Not-So-Great Writing? Ten Books Not to Read

booksBritish television writer Richard Wilson can’t be arsed to do a lot of things. (Translated from the British, that means he’d rather not do them.) There are 101 such things, to be precise, collected in his new humor book Can’t Be Arsed: 101 Things Not to Do Before You Die, excerpted in the London Times.

Ten of those things are “essential” books that Wilson argues are overrated piles of rubbish not worth our time. His own book isn't on his list of 10 Books Not to Read Before You Die, but you will find such classics as Ulysses, A Remembrance of Things Past, and War & Peace.

Best/worst lists are primarily meant to provoke debate, and one assumes Wilson is being contrarian for humor’s sake. All the same, I’d love to see the angry emails he’s been getting from literature professors and other bookworms in response to this list, and plenty of readers have already weighed in with their comments.

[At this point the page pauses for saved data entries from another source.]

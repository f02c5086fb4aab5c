//! Connection configuration.
//!
//! [`ConnectionOptions`] is plain data: it can be built in code, parsed from a
//! connection string, or loaded from an optional TOML file with environment
//! overrides (`AMQP_OPERATION_TIMEOUT_SECS=30`,
//! `AMQP_CONNECTION_PROPERTIES__USER_AGENT=...`).

use crate::auth::{AuthorizationType, ConnectionStringProperties};
use crate::common::{AmqpError, AmqpResult};
use crate::transport::ConnectionParameters;
use config::{Config, Environment, File};
use serde::Deserialize;
use std::collections::HashMap;
use std::time::Duration;
use thiserror::Error;

/// Default AMQP over TLS port
pub const AMQPS_PORT: u16 = 5671;

/// Default port for AMQP over WebSockets
pub const WEBSOCKETS_PORT: u16 = 443;

pub const DEFAULT_OPERATION_TIMEOUT_SECS: u64 = 60;

/// Maximum reasonable timeout for operations (10 minutes)
pub const MAX_OPERATION_TIMEOUT_SECS: u64 = 600;

pub const DEFAULT_MAX_FRAME_SIZE: u32 = 65_536;

/// Smallest frame size allowed by the AMQP 1.0 specification
pub const MIN_MAX_FRAME_SIZE: u32 = 512;

pub const DEFAULT_TOKEN_VALIDITY_SECS: u64 = 3_600;

/// Prefix used for environment overrides
pub const ENV_PREFIX: &str = "AMQP";

/// How bytes reach the broker.
#[derive(Clone, Copy, Debug, Default, Deserialize, PartialEq, Eq)]
#[serde(rename_all = "snake_case")]
pub enum TransportType {
    #[default]
    Amqp,
    AmqpWebSockets,
}

impl TransportType {
    pub fn default_port(&self) -> u16 {
        match self {
            TransportType::Amqp => AMQPS_PORT,
            TransportType::AmqpWebSockets => WEBSOCKETS_PORT,
        }
    }
}

/// Configuration validation failures
#[derive(Debug, Clone, Error, PartialEq)]
pub enum ConfigValidationError {
    #[error("fully_qualified_namespace must not be empty")]
    MissingNamespace,

    #[error("operation_timeout_secs ({configured}) must be between 1 and {limit}")]
    OperationTimeout { configured: u64, limit: u64 },

    #[error("max_frame_size ({configured}) must be at least {minimum}")]
    MaxFrameSize { configured: u32, minimum: u32 },

    #[error("token_validity_secs must be greater than zero")]
    TokenValidity,
}

/// Options consumed by [`AmqpConnection`](crate::connection_manager::AmqpConnection).
#[derive(Debug, Clone, Default, Deserialize)]
pub struct ConnectionOptions {
    fully_qualified_namespace: String,
    entity_path: Option<String>,
    port: Option<u16>,
    operation_timeout_secs: Option<u64>,
    max_frame_size: Option<u32>,
    token_validity_secs: Option<u64>,

    #[serde(default)]
    transport_type: TransportType,
    #[serde(default)]
    authorization_type: AuthorizationType,
    #[serde(default)]
    connection_properties: HashMap<String, String>,
}

impl ConnectionOptions {
    pub fn new(fully_qualified_namespace: impl Into<String>) -> Self {
        Self {
            fully_qualified_namespace: fully_qualified_namespace.into(),
            ..Default::default()
        }
    }

    /// Build options for the namespace and entity named by a connection string.
    pub fn from_connection_string(connection_string: &str) -> AmqpResult<Self> {
        let properties = ConnectionStringProperties::parse(connection_string)?;
        let mut options = Self::new(properties.fully_qualified_namespace());
        options.entity_path = properties.entity_path().map(str::to_string);
        Ok(options)
    }

    /// Load options from an optional TOML file and `AMQP_*` environment variables.
    ///
    /// Environment entries override file values. The result is validated
    /// before it is returned.
    pub fn load(path: &str) -> AmqpResult<Self> {
        let config = Config::builder()
            .add_source(File::with_name(path).required(false))
            .add_source(
                Environment::with_prefix(ENV_PREFIX)
                    .prefix_separator("_")
                    .separator("__")
                    .try_parsing(true),
            )
            .build()?;

        let options = config.try_deserialize::<ConnectionOptions>()?;
        options.validate().map_err(|errors| {
            let messages: Vec<String> = errors.iter().map(ToString::to_string).collect();
            AmqpError::Configuration(messages.join("; "))
        })?;

        log::debug!(
            "Loaded connection options for namespace '{}'",
            options.fully_qualified_namespace
        );
        Ok(options)
    }

    /// Validate the options against defined limits
    pub fn validate(&self) -> Result<(), Vec<ConfigValidationError>> {
        let mut errors = Vec::new();

        if self.fully_qualified_namespace.trim().is_empty() {
            errors.push(ConfigValidationError::MissingNamespace);
        }

        let timeout = self.operation_timeout_secs();
        if timeout == 0 || timeout > MAX_OPERATION_TIMEOUT_SECS {
            errors.push(ConfigValidationError::OperationTimeout {
                configured: timeout,
                limit: MAX_OPERATION_TIMEOUT_SECS,
            });
        }

        if self.max_frame_size() < MIN_MAX_FRAME_SIZE {
            errors.push(ConfigValidationError::MaxFrameSize {
                configured: self.max_frame_size(),
                minimum: MIN_MAX_FRAME_SIZE,
            });
        }

        if self.token_validity_secs() == 0 {
            errors.push(ConfigValidationError::TokenValidity);
        }

        if errors.is_empty() {
            Ok(())
        } else {
            Err(errors)
        }
    }

    pub fn with_entity_path(mut self, entity_path: impl Into<String>) -> Self {
        self.entity_path = Some(entity_path.into());
        self
    }

    pub fn with_transport_type(mut self, transport_type: TransportType) -> Self {
        self.transport_type = transport_type;
        self
    }

    pub fn with_port(mut self, port: u16) -> Self {
        self.port = Some(port);
        self
    }

    pub fn with_operation_timeout(mut self, timeout: Duration) -> Self {
        self.operation_timeout_secs = Some(timeout.as_secs().max(1));
        self
    }

    pub fn with_max_frame_size(mut self, max_frame_size: u32) -> Self {
        self.max_frame_size = Some(max_frame_size);
        self
    }

    pub fn with_authorization_type(mut self, authorization_type: AuthorizationType) -> Self {
        self.authorization_type = authorization_type;
        self
    }

    pub fn with_connection_property(
        mut self,
        key: impl Into<String>,
        value: impl Into<String>,
    ) -> Self {
        self.connection_properties.insert(key.into(), value.into());
        self
    }

    pub fn fully_qualified_namespace(&self) -> &str {
        &self.fully_qualified_namespace
    }

    pub fn entity_path(&self) -> Option<&str> {
        self.entity_path.as_deref()
    }

    pub fn transport_type(&self) -> TransportType {
        self.transport_type
    }

    pub fn port(&self) -> u16 {
        self.port
            .unwrap_or_else(|| self.transport_type.default_port())
    }

    pub fn operation_timeout_secs(&self) -> u64 {
        self.operation_timeout_secs
            .unwrap_or(DEFAULT_OPERATION_TIMEOUT_SECS)
    }

    pub fn operation_timeout(&self) -> Duration {
        Duration::from_secs(self.operation_timeout_secs())
    }

    pub fn max_frame_size(&self) -> u32 {
        self.max_frame_size.unwrap_or(DEFAULT_MAX_FRAME_SIZE)
    }

    pub fn token_validity_secs(&self) -> u64 {
        self.token_validity_secs
            .unwrap_or(DEFAULT_TOKEN_VALIDITY_SECS)
    }

    pub fn authorization_type(&self) -> AuthorizationType {
        self.authorization_type
    }

    /// Build the parameters passed to the transport for a given connection id.
    ///
    /// Client identification properties are filled in unless configured
    /// explicitly.
    pub fn connection_parameters(&self, connection_id: &str) -> ConnectionParameters {
        let mut properties = self.connection_properties.clone();
        properties
            .entry("product".to_string())
            .or_insert_with(|| env!("CARGO_PKG_NAME").to_string());
        properties
            .entry("version".to_string())
            .or_insert_with(|| env!("CARGO_PKG_VERSION").to_string());
        properties
            .entry("platform".to_string())
            .or_insert_with(|| std::env::consts::OS.to_string());

        ConnectionParameters {
            connection_id: connection_id.to_string(),
            host: self.fully_qualified_namespace.clone(),
            port: self.port(),
            transport_type: self.transport_type,
            max_frame_size: self.max_frame_size(),
            properties,
        }
    }
}

#[cfg(test)]
mod tests {
    use super::*;

    #[test]
    fn defaults_follow_transport_type() {
        let options = ConnectionOptions::new("ns.servicebus.windows.net");
        assert_eq!(options.port(), AMQPS_PORT);
        assert_eq!(options.operation_timeout(), Duration::from_secs(60));
        assert_eq!(options.max_frame_size(), DEFAULT_MAX_FRAME_SIZE);

        let websockets = options.with_transport_type(TransportType::AmqpWebSockets);
        assert_eq!(websockets.port(), WEBSOCKETS_PORT);
        assert_eq!(websockets.clone().with_port(8443).port(), 8443);
    }

    #[test]
    fn validate_collects_every_violation() {
        let options = ConnectionOptions::new("  ")
            .with_max_frame_size(16)
            .with_operation_timeout(Duration::from_secs(3_600));

        let errors = options.validate().unwrap_err();
        assert_eq!(errors.len(), 3);
        assert!(errors.contains(&ConfigValidationError::MissingNamespace));
        assert!(errors.contains(&ConfigValidationError::MaxFrameSize {
            configured: 16,
            minimum: MIN_MAX_FRAME_SIZE,
        }));
    }

    #[test]
    fn connection_parameters_keep_explicit_properties() {
        let options = ConnectionOptions::new("ns.servicebus.windows.net")
            .with_connection_property("product", "custom-agent");
        let parameters = options.connection_parameters("conn-1");

        assert_eq!(parameters.connection_id, "conn-1");
        assert_eq!(parameters.host, "ns.servicebus.windows.net");
        assert_eq!(parameters.port, AMQPS_PORT);
        assert_eq!(parameters.properties["product"], "custom-agent");
        assert!(parameters.properties.contains_key("platform"));
    }

    #[test]
    fn options_from_connection_string_carry_entity_path() {
        let options = ConnectionOptions::from_connection_string(
            "Endpoint=sb://my-ns.servicebus.windows.net/;SharedAccessKeyName=root;SharedAccessKey=a2V5;EntityPath=telemetry",
        )
        .unwrap();
        assert_eq!(
            options.fully_qualified_namespace(),
            "my-ns.servicebus.windows.net"
        );
        assert_eq!(options.entity_path(), Some("telemetry"));
    }

    #[test]
    fn load_without_file_uses_environment_and_defaults() {
        // SAFETY: test-only mutation of a variable no other test reads
        unsafe {
            std::env::set_var(
                "AMQP_FULLY_QUALIFIED_NAMESPACE",
                "env-ns.servicebus.windows.net",
            );
        }
        let options = ConnectionOptions::load("does-not-exist-amqp-options").unwrap();
        assert_eq!(
            options.fully_qualified_namespace(),
            "env-ns.servicebus.windows.net"
        );
        assert_eq!(options.operation_timeout_secs(), DEFAULT_OPERATION_TIMEOUT_SECS);
        unsafe {
            std::env::remove_var("AMQP_FULLY_QUALIFIED_NAMESPACE");
        }
    }
}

This list made me wonder if there are books I couldn’t be arsed to read. There aren’t many, but I will admit that I have never made it beyond the first hundred pages of A Confederacy of Dunces. 

There. I said it. I feel so much better now.

What Big Important Books do you find not-so-essential? Are there sacred cows you’ve always been afraid to slaughter? Let us know in the Great Writing Salon.

(Thanks, Minnesota Reads.)

Image by  Ian Wilson , licensed by  Creative Commons .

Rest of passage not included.